Usando poderosos microscópios eletrônicos, os cientistas observaram danos estruturais nos cérebros desses ratos. Eles encontraram grandes rupturas nos vasos sanguíneos que indicam danos à barreira hematoencefálica, outra característica da doença de Alzheimer. Além disso, os neurônios recém-formados tiveram dificuldade em chegar ao hipocampo, onde normalmente contribuem para a formação da memória.
“Os ratos que não tiveram CSE foram prejudicados em vários níveis que se correlacionam com os sintomas que vemos na doença de Alzheimer”, diz o coautor do estudo, Sunil Jamuna Tripathi, pesquisador associado do laboratório de Paul.
Rumo a novos métodos de tratamento da doença de Alzheimer
De acordo com os Centros de Controle e Prevenção de Doenças dos EUA, o Alzheimer afeta mais de 6 milhões de pessoas nos EUA, e o número continua a crescer.
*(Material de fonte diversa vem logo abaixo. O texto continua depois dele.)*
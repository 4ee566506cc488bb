//! Network configuration for Polygon zkEVM permits.
//!
//! Provides chain-specific addresses and parameters for different networks
//! (mainnet, testnet). A permit is only valid on the chain it was signed for,
//! so every token entry resolves its chain id through these presets.

use alloy_primitives::{address, Address};
use serde::{Deserialize, Serialize};

/// Network type (mainnet or testnet).
#[derive(Debug, Clone, Copy, PartialEq, Eq, Serialize, Deserialize)]
#[serde(rename_all = "lowercase")]
pub enum NetworkType {
    Mainnet,
    Testnet,
}

/// Which side of the bridge a token lives on.
#[derive(Debug, Clone, Copy, PartialEq, Eq, Serialize, Deserialize)]
#[serde(rename_all = "lowercase")]
pub enum Layer {
    L1,
    L2,
}

impl Layer {
    /// The layer on the other side of the bridge.
    pub const fn counterpart(self) -> Self {
        match self {
            Self::L1 => Self::L2,
            Self::L2 => Self::L1,
        }
    }
}

/// Ethereum (L1) network configuration.
#[derive(Debug, Clone, Serialize, Deserialize)]
pub struct EthereumConfig {
    /// Chain ID
    pub chain_id: u64,
    /// PolygonZkEVMBridge deployment on L1
    pub bridge: Address,
    /// Bridge network identifier (0 for L1)
    pub network_id: u32,
}

impl EthereumConfig {
    /// Ethereum mainnet configuration.
    pub const fn mainnet() -> Self {
        Self {
            chain_id: 1,
            // https://etherscan.io/address/0x2a3DD3EB832aF982ec71669E178424b10Dca2EDe
            bridge: address!("0x2a3DD3EB832aF982ec71669E178424b10Dca2EDe"),
            network_id: 0,
        }
    }

    /// Ethereum Sepolia testnet configuration.
    pub const fn sepolia() -> Self {
        Self {
            chain_id: 11155111,
            // https://sepolia.etherscan.io/address/0x528e26b25a34a4A5d0dbDa1d57D318153d2ED582
            bridge: address!("0x528e26b25a34a4A5d0dbDa1d57D318153d2ED582"),
            network_id: 0,
        }
    }
}

/// Polygon zkEVM (L2) network configuration.
#[derive(Debug, Clone, Serialize, Deserialize)]
pub struct ZkEvmConfig {
    /// Chain ID
    pub chain_id: u64,
    /// PolygonZkEVMBridge deployment on L2
    pub bridge: Address,
    /// Bridge network identifier
    pub network_id: u32,
}

impl ZkEvmConfig {
    /// Polygon zkEVM mainnet configuration.
    pub const fn mainnet() -> Self {
        Self {
            chain_id: 1101,
            // https://zkevm.polygonscan.com/address/0x2a3DD3EB832aF982ec71669E178424b10Dca2EDe
            bridge: address!("0x2a3DD3EB832aF982ec71669E178424b10Dca2EDe"),
            network_id: 1,
        }
    }

    /// Polygon zkEVM Cardona testnet configuration.
    pub const fn cardona() -> Self {
        Self {
            chain_id: 2442,
            bridge: address!("0x528e26b25a34a4A5d0dbDa1d57D318153d2ED582"),
            network_id: 1,
        }
    }
}

/// Complete network configuration for both sides of the bridge.
#[derive(Debug, Clone, Serialize, Deserialize)]
pub struct NetworkConfig {
    /// Network type (mainnet or testnet)
    pub network_type: NetworkType,
    /// Ethereum/L1 configuration
    pub ethereum: EthereumConfig,
    /// zkEVM/L2 configuration
    pub zkevm: ZkEvmConfig,
}

impl NetworkConfig {
    /// Create mainnet configuration.
    pub const fn mainnet() -> Self {
        Self {
            network_type: NetworkType::Mainnet,
            ethereum: EthereumConfig::mainnet(),
            zkevm: ZkEvmConfig::mainnet(),
        }
    }

    /// Create testnet (Sepolia / Cardona) configuration.
    pub const fn testnet() -> Self {
        Self {
            network_type: NetworkType::Testnet,
            ethereum: EthereumConfig::sepolia(),
            zkevm: ZkEvmConfig::cardona(),
        }
    }

    /// Chain ID of the given layer.
    pub const fn chain_id(&self, layer: Layer) -> u64 {
        match layer {
            Layer::L1 => self.ethereum.chain_id,
            Layer::L2 => self.zkevm.chain_id,
        }
    }

    /// Bridge address on the given layer, the usual permit spender.
    pub const fn bridge(&self, layer: Layer) -> Address {
        match layer {
            Layer::L1 => self.ethereum.bridge,
            Layer::L2 => self.zkevm.bridge,
        }
    }

    /// Bridge network identifier of the given layer.
    pub const fn network_id(&self, layer: Layer) -> u32 {
        match layer {
            Layer::L1 => self.ethereum.network_id,
            Layer::L2 => self.zkevm.network_id,
        }
    }
}

/// Builder for custom network configurations.
#[derive(Debug, Clone)]
pub struct NetworkConfigBuilder {
    network_type: NetworkType,
    ethereum: EthereumConfig,
    zkevm: ZkEvmConfig,
}

impl NetworkConfigBuilder {
    /// Start with mainnet defaults.
    pub const fn mainnet() -> Self {
        Self {
            network_type: NetworkType::Mainnet,
            ethereum: EthereumConfig::mainnet(),
            zkevm: ZkEvmConfig::mainnet(),
        }
    }

    /// Start with testnet defaults.
    pub const fn testnet() -> Self {
        Self {
            network_type: NetworkType::Testnet,
            ethereum: EthereumConfig::sepolia(),
            zkevm: ZkEvmConfig::cardona(),
        }
    }

    /// Start from the defaults of a network type.
    pub const fn from_network_type(network_type: NetworkType) -> Self {
        match network_type {
            NetworkType::Mainnet => Self::mainnet(),
            NetworkType::Testnet => Self::testnet(),
        }
    }

    /// Override the L1 bridge address.
    pub const fn ethereum_bridge(mut self, address: Address) -> Self {
        self.ethereum.bridge = address;
        self
    }

    /// Override the L2 bridge address.
    pub const fn zkevm_bridge(mut self, address: Address) -> Self {
        self.zkevm.bridge = address;
        self
    }

    /// Override the L2 chain id (local devnets).
    pub const fn zkevm_chain_id(mut self, chain_id: u64) -> Self {
        self.zkevm.chain_id = chain_id;
        self
    }

    /// Build the network configuration.
    pub const fn build(self) -> NetworkConfig {
        NetworkConfig {
            network_type: self.network_type,
            ethereum: self.ethereum,
            zkevm: self.zkevm,
        }
    }
}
Atualmente, nenhum tratamento demonstrou parar ou retardar a doença.
Visar a produção de CSE e de sulfeto de hidrogênio pode oferecer um novo caminho para o desenvolvimento de terapias destinadas a proteger a função cerebral e retardar a progressão da doença, dizem os pesquisadores.
Participantes financiadores e de pesquisa
O financiamento para este estudo foi fornecido pelos Institutos Nacionais de Saúde (1R01AG071512, P50 DA044123,1R21AG073684, O1AGs066707, U01 AG073323, AG077396, NS101967, NS133688, P01CA236778), o Departamento de Defesa (HT94252310443), American Heart Association, AHA-Allen Brain Health and Cognitive Impairment Initiative, Solve ME/CFS Initiative, Prêmio Catalyst da Universidade Johns Hopkins, Valor Foundation, Wick Foundation, Prêmio de Mérito do Departamento de Assuntos de Veteranos (I01BX005976), Departamento de Saúde Cleveland Louis Stokes Veterans Affairs Center, Fundação Mary Alice Smith para Neuropsiquiatria, Fundação Lincoln para Pesquisa Neuroterapêutica, Gordon e Evie Fundação Saffron para Neuropsiquiatria; e a Fundação Leonard Krieger da Fundação Cleveland.
Além de Paul, Snyder, Chakraborty e Tripathi, os participantes incluíram Richa Tyagi e Benjamin Orsburn, da Johns Hopkins; Edwin Vasquez-Rosa, Kalyani Chaubey, Hisashi Fujioka, Emika Miller e Andrew Pieper da Case Western University; Thibault Vignane e Milos Filipovic do Instituto Leibniz de Ciências Analíticas, Alemanha; Sudarshana Sharma do Hollings Cancer Center; Bobby Thomas, do Darby Children’s Research Institute e da Universidade Médica da Carolina do Sul, Zachary Vail e Randy Nelson, da Escola de Medicina da Universidade de West Virginia.